5. The localization method according to claim 3, wherein the indirect competitive ELISA method comprises the following specific steps:

diluting the phage protein obtained in step (3) of claim 3 to 50 μ g/mL with carbonate buffer, coating on 96-well plate with 100 μ L per well, sealing, standing overnight at 4 deg.C, spin-drying the liquid in the well the next day, adding 200 μ L PBST buffer, standing for 5min, and repeating for 5 times; adding 200 μ L of 5% skimmed milk powder into each well, sealing at 37 deg.C for 2 hr, adding 200 μ L of LPBST buffer solution, standing for 5min, clapping, and repeating for 5 times;

adding 100 μ L of the specific antibody obtained in step (1) of claim 3 diluted 800 times with PBS to each well, incubating at 37 ℃ for 1h, adding 200 μ L of PBST buffer, standing for 5min, and performing plate-making for 5 times; adding 100 mu L of goat anti-rabbit enzyme-labeled secondary antibody which is diluted by 5000 times with 5% skimmed milk powder into each hole, incubating for 1h at 37 ℃, adding 200 mu L of PBST buffer solution, standing for 5min, and then performing plate tapping for 5 times; adding 100 μ L of TMB single-component color developing solution into each well, and developing at 37 deg.C for 10 min; 50 μ L of 2mol/L H per well ₂ SO ₄ Terminating the reaction; OD was measured at 450 nm.

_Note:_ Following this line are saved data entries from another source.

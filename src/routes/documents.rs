//! Document API routes — keyed latest-snapshot get and save.

use axum::extract::{Path, State};
use axum::http::StatusCode;
use axum::response::Json;
use serde::Serialize;
use tracing::warn;

use crate::record::Snapshot;
use crate::state::AppState;
use crate::store::StoreError;

/// `GET /api/document/:id` — latest snapshot, or JSON `null` when the
/// document has never been saved.
pub async fn get_document(
    State(state): State<AppState>,
    Path(id): Path<String>,
) -> Result<Json<Option<Snapshot>>, StatusCode> {
    state
        .store
        .get_document(&id)
        .await
        .map(Json)
        .map_err(store_error_to_status)
}

#[derive(Debug, Serialize)]
pub struct SaveResponse {
    pub success: bool,
}

/// `PUT /api/document/:id` — replace the latest snapshot.
pub async fn save_document(
    State(state): State<AppState>,
    Path(id): Path<String>,
    Json(snapshot): Json<Snapshot>,
) -> Result<Json<SaveResponse>, StatusCode> {
    if let Err(e) = snapshot.validate() {
        warn!(error = %e, id, "rejected invalid snapshot");
        return Err(StatusCode::BAD_REQUEST);
    }

    let ack = state
        .store
        .save_document(&id, &snapshot)
        .await
        .map_err(store_error_to_status)?;

    Ok(Json(SaveResponse { success: ack.success }))
}

pub(crate) fn store_error_to_status(err: StoreError) -> StatusCode {
    match err {
        StoreError::Transport(_) | StoreError::Rejected { .. } => StatusCode::BAD_GATEWAY,
        StoreError::Decode(_) | StoreError::Database(_) => StatusCode::INTERNAL_SERVER_ERROR,
    }
}

#[cfg(test)]
#[path = "documents_test.rs"]
mod tests;
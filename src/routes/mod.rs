//! Router assembly.
//!
//! SYSTEM CONTEXT
//! ==============
//! This module binds the document API and the drawing-transform endpoint
//! under a single Axum router. The document endpoints are the remote store
//! surface the sync bridge's `HttpStore` talks to.

pub mod documents;
pub mod transform;

use axum::Router;
use axum::http::StatusCode;
use axum::routing::{get, post};
use tower_http::cors::{Any, CorsLayer};
use tower_http::trace::TraceLayer;

use crate::state::AppState;

/// Build the application router over the injected state.
pub fn app(state: AppState) -> Router {
    let cors = CorsLayer::new()
        .allow_origin(Any)
        .allow_methods(Any)
        .allow_headers(Any);

    Router::new()
        .route(
            "/api/document/{id}",
            get(documents::get_document).put(documents::save_document),
        )
        .route("/api/transform-drawing", post(transform::transform_drawing))
        .route("/healthz", get(healthz))
        .layer(TraceLayer::new_for_http())
        .layer(cors)
        .with_state(state)
}

async fn healthz() -> StatusCode {
    StatusCode::OK
}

6. The method of claim 4, wherein the native glycinin is purified by the method of: taking 10mL of natural glycinin polyclonal antibody serum, adding an equivalent amount of PBS (phosphate buffer solution) to dilute the polyclonal antibody serum, uniformly mixing under the action of magnetic stirring, slowly adding 20mL of ammonium sulfate solution to ensure that the saturation of the ammonium sulfate is 50%, and standing overnight in a refrigerator at 4 ℃ to ensure that the immunoglobulin in the serum is fully precipitated; centrifuging the serum solution standing overnight at the rotation speed of 10000r/min for 30min at the temperature of 4 ℃, removing the supernatant, and redissolving the protein precipitate by using 20mL of PBS solution; slowly adding 10mL of ammonium sulfate solution under the action of magnetic stirring to make the saturation of the ammonium sulfate solution be 33%, then placing the mixture in a refrigerator at 4 ℃ for standing overnight, centrifuging the mixture for 30min at the rotating speed of 10000r/min at 4 ℃, removing supernatant, and placing the precipitate in 10mL of PBS solution; then putting into a pretreated dialysis bag, sealing the bag mouth of the dialysis bag, placing at 4 ℃, dialyzing with PBS for three days, changing liquid once every 6-8h, and removing ammonium sulfate; after dialysis, the antibody concentration of the purified natural glycinin was determined, dispensed and stored at-20 ℃.